God complexes, false urgency, misleading insulin analogies, sunk costs, and pediatric endocrinology
I've been digging into the history of pediatric endocrinology and it's not encouraging — so many of the problems we see with medically transitioning kids have long histories: the same drugs (and the same pharma companies pushing untested off-label uses, funding medical careers, buying up patient advocacy groups, writing continuing medical education programming); the same disdain for evidence-based practice; the same wildly inapt comparisons to insulin (actually life-saving, given to patients who would die otherwise); the same pressures to act quickly before a developmental window closes, rather than wait to be sure; the same claims that treatments are safe and effective and reversible when what little evidence exists shows exactly the opposite; the same God complexes. It explains a lot of the profession's current paralysis — though more doctors are raising concerns — because to say that we might be doing wrong by gender-dysphoric kids would require the field of pediatric endocrinology to say: "Maybe it was wrong when we did these things to short kids, too” (to take just one example).
One of the themes of my research — from medicine to the role of parents — is sunk costs. It's really hard to say: even though I wanted to do the right thing, I did harm. Especially when we're talking about kids, your own or kids entrusted into your care.

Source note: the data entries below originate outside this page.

//! PostgreSQL repositories for the scheduler entities.

pub mod circuit;
pub mod execution;
pub mod job;
pub mod schedule;

pub use circuit::CircuitBreakerRepository;
pub use execution::ExecutionRepository;
pub use job::JobRepository;
pub use schedule::ScheduleRepository;

use jobhub_core::error::{AppError, ErrorKind};

/// Wrap a sqlx error with a short description of what was attempted.
pub(crate) fn db_err(context: &'static str) -> impl FnOnce(sqlx::Error) -> AppError {
    move |e| AppError::with_source(ErrorKind::Database, context, e)
}

/// Clamp a `usize` limit into a SQL `BIGINT`.
pub(crate) fn sql_limit(limit: usize) -> i64 {
    i64::try_from(limit).unwrap_or(i64::MAX)
}
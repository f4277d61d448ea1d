//! Job lifecycle status.

use serde::{Deserialize, Serialize};
use std::fmt;

/// Status of a job definition.
#[derive(Debug, Clone, Copy, PartialEq, Eq, Hash, Serialize, Deserialize, sqlx::Type)]
#[sqlx(type_name = "job_status", rename_all = "lowercase")]
#[serde(rename_all = "lowercase")]
pub enum JobStatus {
    /// Created but never activated; not scheduled.
    Draft,
    /// Scheduled and dispatched normally.
    Active,
    /// Suspended by an operator or by an open circuit breaker.
    Disabled,
    /// Retired; kept for history only.
    Archived,
}

impl JobStatus {
    /// Return the status as a lowercase string.
    pub fn as_str(&self) -> &'static str {
        match self {
            Self::Draft => "draft",
            Self::Active => "active",
            Self::Disabled => "disabled",
            Self::Archived => "archived",
        }
    }
}

impl fmt::Display for JobStatus {
    fn fmt(&self, f: &mut fmt::Formatter<'_>) -> fmt::Result {
        write!(f, "{}", self.as_str())
    }
}
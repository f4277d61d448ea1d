//! Lease locks in Redis.
//!
//! Acquisition is `SET key owner NX PX ttl`. Release and extension compare
//! the stored owner inside a Lua script so a lease that expired and was
//! taken by another instance is never touched.

use std::time::Duration;

use async_trait::async_trait;
use tracing::{debug, warn};

use jobhub_core::error::{AppError, ErrorKind};
use jobhub_core::result::AppResult;
use jobhub_core::traits::lock::LockStore;

use super::client::RedisClient;

/// KEYS[1] = lock key, ARGV[1] = owner. Returns 1 when deleted.
const RELEASE_SCRIPT: &str = r#"
    if redis.call('GET', KEYS[1]) == ARGV[1] then
        return redis.call('DEL', KEYS[1])
    end
    return 0
"#;

/// KEYS[1] = lock key, ARGV[1] = owner, ARGV[2] = ttl in ms. Returns 1 when extended.
const EXTEND_SCRIPT: &str = r#"
    if redis.call('GET', KEYS[1]) == ARGV[1] then
        return redis.call('PEXPIRE', KEYS[1], ARGV[2])
    end
    return 0
"#;

#[derive(Debug, Clone)]
pub struct RedisLockStore {
    client: RedisClient,
}

impl RedisLockStore {
    pub fn new(client: RedisClient) -> Self {
        Self { client }
    }

    fn map_err(e: redis::RedisError) -> AppError {
        AppError::with_source(ErrorKind::Lock, format!("Redis lock error: {e}"), e)
    }
}

/// Milliseconds for `PX`/`PEXPIRE`; Redis rejects zero.
fn ttl_millis(ttl: Duration) -> u64 {
    u64::try_from(ttl.as_millis()).unwrap_or(u64::MAX).max(1)
}

#[async_trait]
impl LockStore for RedisLockStore {
    async fn try_acquire(&self, key: &str, owner: &str, ttl: Duration) -> AppResult<bool> {
        let full_key = self.client.prefixed_key(key);
        let mut conn = self.client.conn_mut();
        let reply: Option<String> = redis::cmd("SET")
            .arg(&full_key)
            .arg(owner)
            .arg("NX")
            .arg("PX")
            .arg(ttl_millis(ttl))
            .query_async(&mut conn)
            .await
            .map_err(Self::map_err)?;
        let acquired = reply.is_some();
        debug!(key = %full_key, owner = %owner, acquired, "Lock acquisition attempted");
        Ok(acquired)
    }

    async fn release(&self, key: &str, owner: &str) -> AppResult<bool> {
        let full_key = self.client.prefixed_key(key);
        let mut conn = self.client.conn_mut();
        let removed: i64 = redis::Script::new(RELEASE_SCRIPT)
            .key(&full_key)
            .arg(owner)
            .invoke_async(&mut conn)
            .await
            .map_err(Self::map_err)?;
        if removed == 0 {
            warn!(key = %full_key, owner = %owner, "Lock release skipped: not held by owner");
        }
        Ok(removed > 0)
    }

    async fn extend(&self, key: &str, owner: &str, extra: Duration) -> AppResult<bool> {
        let full_key = self.client.prefixed_key(key);
        let mut conn = self.client.conn_mut();
        let extended: i64 = redis::Script::new(EXTEND_SCRIPT)
            .key(&full_key)
            .arg(owner)
            .arg(ttl_millis(extra))
            .invoke_async(&mut conn)
            .await
            .map_err(Self::map_err)?;
        Ok(extended > 0)
    }

    async fn is_locked(&self, key: &str) -> AppResult<bool> {
        let full_key = self.client.prefixed_key(key);
        let mut conn = self.client.conn_mut();
        let exists: bool = redis::cmd("EXISTS")
            .arg(&full_key)
            .query_async(&mut conn)
            .await
            .map_err(Self::map_err)?;
        Ok(exists)
    }

    async fn health_check(&self) -> AppResult<bool> {
        let mut conn = self.client.conn_mut();
        let pong: String = redis::cmd("PING")
            .query_async(&mut conn)
            .await
            .map_err(Self::map_err)?;
        Ok(pong == "PONG")
    }
}
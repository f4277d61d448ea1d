//! Schedule rule value object.

use chrono::{DateTime, NaiveTime, Utc, Weekday};
use jobhub_core::{AppError, AppResult};
use serde::{Deserialize, Serialize};

/// Bit mask of weekdays. Sunday is bit 0, Saturday bit 6.
#[derive(Debug, Clone, Copy, PartialEq, Eq, Hash, Serialize, Deserialize)]
#[serde(transparent)]
pub struct DaysOfWeek(u8);

impl DaysOfWeek {
    pub const NONE: Self = Self(0);
    pub const SUNDAY: Self = Self(1);
    pub const MONDAY: Self = Self(2);
    pub const TUESDAY: Self = Self(4);
    pub const WEDNESDAY: Self = Self(8);
    pub const THURSDAY: Self = Self(16);
    pub const FRIDAY: Self = Self(32);
    pub const SATURDAY: Self = Self(64);
    pub const WEEKDAYS: Self = Self(2 | 4 | 8 | 16 | 32);
    pub const WEEKEND: Self = Self(1 | 64);
    pub const ALL: Self = Self(127);

    pub const fn from_bits(bits: u8) -> Self {
        Self(bits & Self::ALL.0)
    }

    pub const fn bits(&self) -> u8 {
        self.0
    }

    pub fn from_weekdays(days: &[Weekday]) -> Self {
        days.iter().fold(Self::NONE, |acc, d| acc | Self::from(*d))
    }

    pub fn contains(&self, day: Weekday) -> bool {
        self.0 & Self::from(day).0 != 0
    }

    pub fn is_empty(&self) -> bool {
        self.0 == 0
    }
}

impl From<Weekday> for DaysOfWeek {
    fn from(day: Weekday) -> Self {
        Self(1 << day.num_days_from_sunday())
    }
}

impl std::ops::BitOr for DaysOfWeek {
    type Output = Self;

    fn bitor(self, rhs: Self) -> Self {
        Self(self.0 | rhs.0)
    }
}

/// When a schedule fires.
///
/// Times of day are interpreted in UTC.
#[derive(Debug, Clone, PartialEq, Eq, Serialize, Deserialize)]
#[serde(tag = "type", rename_all = "snake_case")]
pub enum ScheduleRule {
    /// Every day at `time_of_day`.
    Daily { time_of_day: NaiveTime },
    /// On each selected weekday at `time_of_day`.
    Weekly {
        days_of_week: DaysOfWeek,
        time_of_day: NaiveTime,
    },
    /// On `day_of_month`, clamped to the month's last day.
    Monthly {
        day_of_month: u32,
        time_of_day: NaiveTime,
    },
    /// On the Nth business day of the month.
    MonthlyBusinessDay {
        business_day_of_month: u32,
        time_of_day: NaiveTime,
        #[serde(default)]
        adjust_to_previous_business_day: bool,
    },
    /// Standard cron expression (5, 6, or 7 fields).
    Cron { expression: String },
    /// Exactly once.
    OneTime { execute_at: DateTime<Utc> },
    /// Daily at `time_of_day` on days where `expression` holds.
    Conditional {
        expression: String,
        time_of_day: NaiveTime,
    },
}

impl ScheduleRule {
    pub fn daily(time_of_day: NaiveTime) -> Self {
        Self::Daily { time_of_day }
    }

    pub fn weekly(days_of_week: DaysOfWeek, time_of_day: NaiveTime) -> AppResult<Self> {
        let rule = Self::Weekly {
            days_of_week,
            time_of_day,
        };
        rule.validate()?;
        Ok(rule)
    }

    pub fn monthly(day_of_month: u32, time_of_day: NaiveTime) -> AppResult<Self> {
        let rule = Self::Monthly {
            day_of_month,
            time_of_day,
        };
        rule.validate()?;
        Ok(rule)
    }

    pub fn monthly_business_day(
        business_day_of_month: u32,
        time_of_day: NaiveTime,
        adjust_to_previous_business_day: bool,
    ) -> AppResult<Self> {
        let rule = Self::MonthlyBusinessDay {
            business_day_of_month,
            time_of_day,
            adjust_to_previous_business_day,
        };
        rule.validate()?;
        Ok(rule)
    }

    pub fn cron(expression: impl Into<String>) -> AppResult<Self> {
        let rule = Self::Cron {
            expression: expression.into(),
        };
        rule.validate()?;
        Ok(rule)
    }

    pub fn one_time(execute_at: DateTime<Utc>) -> Self {
        Self::OneTime { execute_at }
    }

    pub fn conditional(expression: impl Into<String>, time_of_day: NaiveTime) -> AppResult<Self> {
        let rule = Self::Conditional {
            expression: expression.into(),
            time_of_day,
        };
        rule.validate()?;
        Ok(rule)
    }

    /// Check the per-variant field ranges.
    pub fn validate(&self) -> AppResult<()> {
        match self {
            Self::Weekly { days_of_week, .. } if days_of_week.is_empty() => Err(
                AppError::validation("Weekly schedule needs at least one day of week"),
            ),
            Self::Monthly { day_of_month, .. } if !(1..=31).contains(day_of_month) => Err(
                AppError::validation("Day of month must be between 1 and 31"),
            ),
            Self::MonthlyBusinessDay {
                business_day_of_month,
                ..
            } if !(1..=31).contains(business_day_of_month) => Err(AppError::validation(
                "Business day of month must be between 1 and 31",
            )),
            Self::Cron { expression } if expression.trim().is_empty() => {
                Err(AppError::validation("Cron expression cannot be empty"))
            }
            Self::Conditional { expression, .. } if expression.trim().is_empty() => Err(
                AppError::validation("Conditional expression cannot be empty"),
            ),
            _ => Ok(()),
        }
    }

    /// Short name of the rule variant.
    pub fn kind(&self) -> &'static str {
        match self {
            Self::Daily { .. } => "daily",
            Self::Weekly { .. } => "weekly",
            Self::Monthly { .. } => "monthly",
            Self::MonthlyBusinessDay { .. } => "monthly_business_day",
            Self::Cron { .. } => "cron",
            Self::OneTime { .. } => "one_time",
            Self::Conditional { .. } => "conditional",
        }
    }
}

#[cfg(test)]
mod tests {
    use super::*;

    fn nine() -> NaiveTime {
        NaiveTime::from_hms_opt(9, 0, 0).expect("valid time")
    }

    #[test]
    fn test_days_of_week_bits() {
        assert_eq!(DaysOfWeek::from(Weekday::Sun).bits(), 1);
        assert_eq!(DaysOfWeek::from(Weekday::Mon).bits(), 2);
        assert_eq!(DaysOfWeek::from(Weekday::Sat).bits(), 64);
        let mask = DaysOfWeek::from_weekdays(&[Weekday::Mon, Weekday::Fri]);
        assert!(mask.contains(Weekday::Fri));
        assert!(!mask.contains(Weekday::Tue));
        assert_eq!(DaysOfWeek::WEEKDAYS | DaysOfWeek::WEEKEND, DaysOfWeek::ALL);
    }

    #[test]
    fn test_validation() {
        assert!(ScheduleRule::monthly(0, nine()).is_err());
        assert!(ScheduleRule::monthly(32, nine()).is_err());
        assert!(ScheduleRule::monthly(31, nine()).is_ok());
        assert!(ScheduleRule::monthly_business_day(0, nine(), false).is_err());
        assert!(ScheduleRule::cron("  ").is_err());
        assert!(ScheduleRule::conditional("", nine()).is_err());
        assert!(ScheduleRule::weekly(DaysOfWeek::NONE, nine()).is_err());
    }

    #[test]
    fn test_serde_tagged() {
        let rule = ScheduleRule::monthly_business_day(3, nine(), true).expect("valid");
        let json = serde_json::to_value(&rule).expect("serialize");
        assert_eq!(json["type"], "monthly_business_day");
        assert_eq!(json["business_day_of_month"], 3);
        let back: ScheduleRule = serde_json::from_value(json).expect("deserialize");
        assert_eq!(back, rule);
    }
}
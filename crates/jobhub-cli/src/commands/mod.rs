//! CLI command definitions and dispatch.

pub mod breaker;
pub mod execution;
pub mod job;
pub mod migrate;
pub mod queue;

use std::str::FromStr;
use std::sync::Arc;

use clap::{Parser, Subcommand};

use jobhub_core::config::AppConfig;
use jobhub_core::error::AppError;
use jobhub_core::types::JobId;
use jobhub_database::{DatabasePool, Stores};
use jobhub_entity::job::JobDefinition;
use jobhub_worker::{ExecutionQueue, SchedulerSignal};

use crate::output::OutputFormat;

/// Lock owner and host name recorded for work created from the CLI.
pub const CLI_ACTOR: &str = "jobhub-cli";

/// JobHub scheduler administration
#[derive(Debug, Parser)]
#[command(name = "jobhub", version, about, long_about = None)]
pub struct Cli {
    /// Path to configuration file
    #[arg(short, long, default_value = "config/default.toml")]
    pub config: String,

    /// Output format
    #[arg(short, long, value_enum, default_value = "table")]
    pub format: OutputFormat,

    /// Subcommand to execute
    #[command(subcommand)]
    pub command: Commands,
}

/// Top-level commands
#[derive(Debug, Subcommand)]
pub enum Commands {
    /// Database migration management
    Migrate(migrate::MigrateArgs),
    /// Job inspection and manual triggers
    Job(job::JobArgs),
    /// Execution inspection and cancellation
    Execution(execution::ExecutionArgs),
    /// Circuit breaker status and manual control
    Breaker(breaker::BreakerArgs),
    /// Execution queue statistics
    Queue(queue::QueueArgs),
}

impl Cli {
    /// Execute the CLI command
    pub async fn execute(&self) -> Result<(), AppError> {
        let config = load_config(&self.config)?;
        match &self.command {
            Commands::Migrate(args) => migrate::execute(args, &config).await,
            Commands::Job(args) => job::execute(args, &config, self.format).await,
            Commands::Execution(args) => execution::execute(args, &config, self.format).await,
            Commands::Breaker(args) => breaker::execute(args, &config, self.format).await,
            Commands::Queue(args) => queue::execute(args, &config, self.format).await,
        }
    }
}

/// Helper: load configuration from file
pub fn load_config(config_path: &str) -> Result<AppConfig, AppError> {
    AppConfig::load_from(config_path)
}

/// Helper: PostgreSQL stores for the configured database
pub async fn open_stores(config: &AppConfig) -> Result<Stores, AppError> {
    let pool = DatabasePool::connect(&config.database).await?;
    Ok(pool.stores())
}

/// Helper: an execution queue writing through `stores`.
///
/// The running scheduler is not signalled; it picks new work up on its next tick.
pub fn execution_queue(stores: Stores) -> ExecutionQueue {
    ExecutionQueue::new(stores, Arc::new(SchedulerSignal::new()), CLI_ACTOR)
}

/// Resolve a job given either its id or its name.
pub async fn resolve_job(stores: &Stores, job: &str) -> Result<JobDefinition, AppError> {
    let found = match JobId::from_str(job) {
        Ok(id) => stores.jobs.find_by_id(&id).await?,
        Err(_) => stores.jobs.find_by_name(job).await?,
    };
    found.ok_or_else(|| AppError::not_found(format!("Job '{job}' not found")))
}
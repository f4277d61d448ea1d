//! Offset pagination for history and listing queries.

use serde::{Deserialize, Serialize};

const DEFAULT_PAGE_SIZE: u64 = 50;
const MAX_PAGE_SIZE: u64 = 500;

/// A 1-based page request.
#[derive(Debug, Clone, Copy, PartialEq, Eq, Serialize, Deserialize)]
pub struct PageRequest {
    /// Page number (1-based).
    #[serde(default = "default_page")]
    pub page: u64,
    /// Number of items per page.
    #[serde(default = "default_page_size")]
    pub page_size: u64,
}

impl PageRequest {
    /// Create a page request, clamping out-of-range values.
    pub fn new(page: u64, page_size: u64) -> Self {
        Self {
            page: page.max(1),
            page_size: page_size.clamp(1, MAX_PAGE_SIZE),
        }
    }

    /// SQL `OFFSET`.
    pub fn offset(&self) -> u64 {
        self.page.saturating_sub(1).saturating_mul(self.page_size)
    }

    /// SQL `LIMIT`.
    pub fn limit(&self) -> u64 {
        self.page_size
    }
}

impl Default for PageRequest {
    fn default() -> Self {
        Self::new(default_page(), default_page_size())
    }
}

/// One page of results plus totals.
#[derive(Debug, Clone, Serialize, Deserialize)]
pub struct PageResponse<T> {
    pub items: Vec<T>,
    pub page: u64,
    pub page_size: u64,
    pub total_items: u64,
    pub total_pages: u64,
}

impl<T> PageResponse<T> {
    /// Build a page from the items of `request` and the overall total.
    pub fn new(items: Vec<T>, request: &PageRequest, total_items: u64) -> Self {
        Self {
            items,
            page: request.page,
            page_size: request.page_size,
            total_items,
            total_pages: total_items.div_ceil(request.page_size).max(1),
        }
    }

    pub fn has_next(&self) -> bool {
        self.page < self.total_pages
    }

    /// Convert the items while keeping the paging metadata.
    pub fn map<U>(self, f: impl FnMut(T) -> U) -> PageResponse<U> {
        PageResponse {
            items: self.items.into_iter().map(f).collect(),
            page: self.page,
            page_size: self.page_size,
            total_items: self.total_items,
            total_pages: self.total_pages,
        }
    }
}

fn default_page() -> u64 {
    1
}

fn default_page_size() -> u64 {
    DEFAULT_PAGE_SIZE
}

#[cfg(test)]
mod tests {
    use super::*;

    #[test]
    fn test_offset_for_third_page() {
        let req = PageRequest::new(3, 20);
        assert_eq!(req.offset(), 40);
        assert_eq!(req.limit(), 20);
    }

    #[test]
    fn test_page_zero_clamps_to_first() {
        assert_eq!(PageRequest::new(0, 10).page, 1);
    }

    #[test]
    fn test_total_pages_rounds_up() {
        let page = PageResponse::new(vec![1, 2], &PageRequest::new(1, 2), 5);
        assert_eq!(page.total_pages, 3);
        assert!(page.has_next());
        let empty: PageResponse<i32> = PageResponse::new(vec![], &PageRequest::default(), 0);
        assert_eq!(empty.total_pages, 1);
        assert!(!empty.has_next());
    }
}
//! Redis lock backend and transition publisher.

pub mod client;
pub mod lock;
pub mod publisher;

pub use client::RedisClient;
pub use lock::RedisLockStore;
pub use publisher::RedisTransitionNotifier;
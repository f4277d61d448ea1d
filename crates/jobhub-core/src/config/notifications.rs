//! Transition notification configuration.

use serde::{Deserialize, Serialize};

/// Where circuit-breaker transition events are delivered.
#[derive(Debug, Clone, Serialize, Deserialize)]
pub struct NotificationsConfig {
    /// Notifier type: `"log"`, `"broadcast"`, or `"redis"`.
    #[serde(default = "default_provider")]
    pub provider: String,
    /// Redis pub/sub channel used by the `redis` notifier.
    #[serde(default = "default_channel")]
    pub channel: String,
    /// Buffer size of the in-process broadcast channel.
    #[serde(default = "default_buffer_size")]
    pub buffer_size: usize,
}

impl Default for NotificationsConfig {
    fn default() -> Self {
        Self {
            provider: default_provider(),
            channel: default_channel(),
            buffer_size: default_buffer_size(),
        }
    }
}

fn default_provider() -> String {
    "log".to_string()
}

fn default_channel() -> String {
    "jobhub:transitions".to_string()
}

fn default_buffer_size() -> usize {
    256
}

That sounds like a fascinating area to research.
Also interesting to hear the term 'sunk costs' in this context. Normally only hear it in relation to economics or accountancy.
But it fits perfectly here.
Most adults really are extremely reluctant to 'write off ' costs. Lots of reasons for that:
We don't like admitting we made mistakes.
We don't like waste, and disregarding sunk costs feels wasteful.
We're also optimistic. We believe if we put the work in, there will be a payoff somewhere down the line. And we're reluctant to give up too easily.
I think this is one of the reasons we need to normalize the idea of being able to change one's mind. We too often are made to feel as though we must stay the course when we make a choice or form an opinion. "Sunk costs" fits because we've made a certain level of investment in the choice/idea and to change course somehow means our investment was lost/for nothing. But that's not true. Is adaptability not valuable? What about acting in integrity with one's values? What about adding new information? What about making a more informed choice based on new info? Are these things less valuable than staying the course with our original choice/opinion?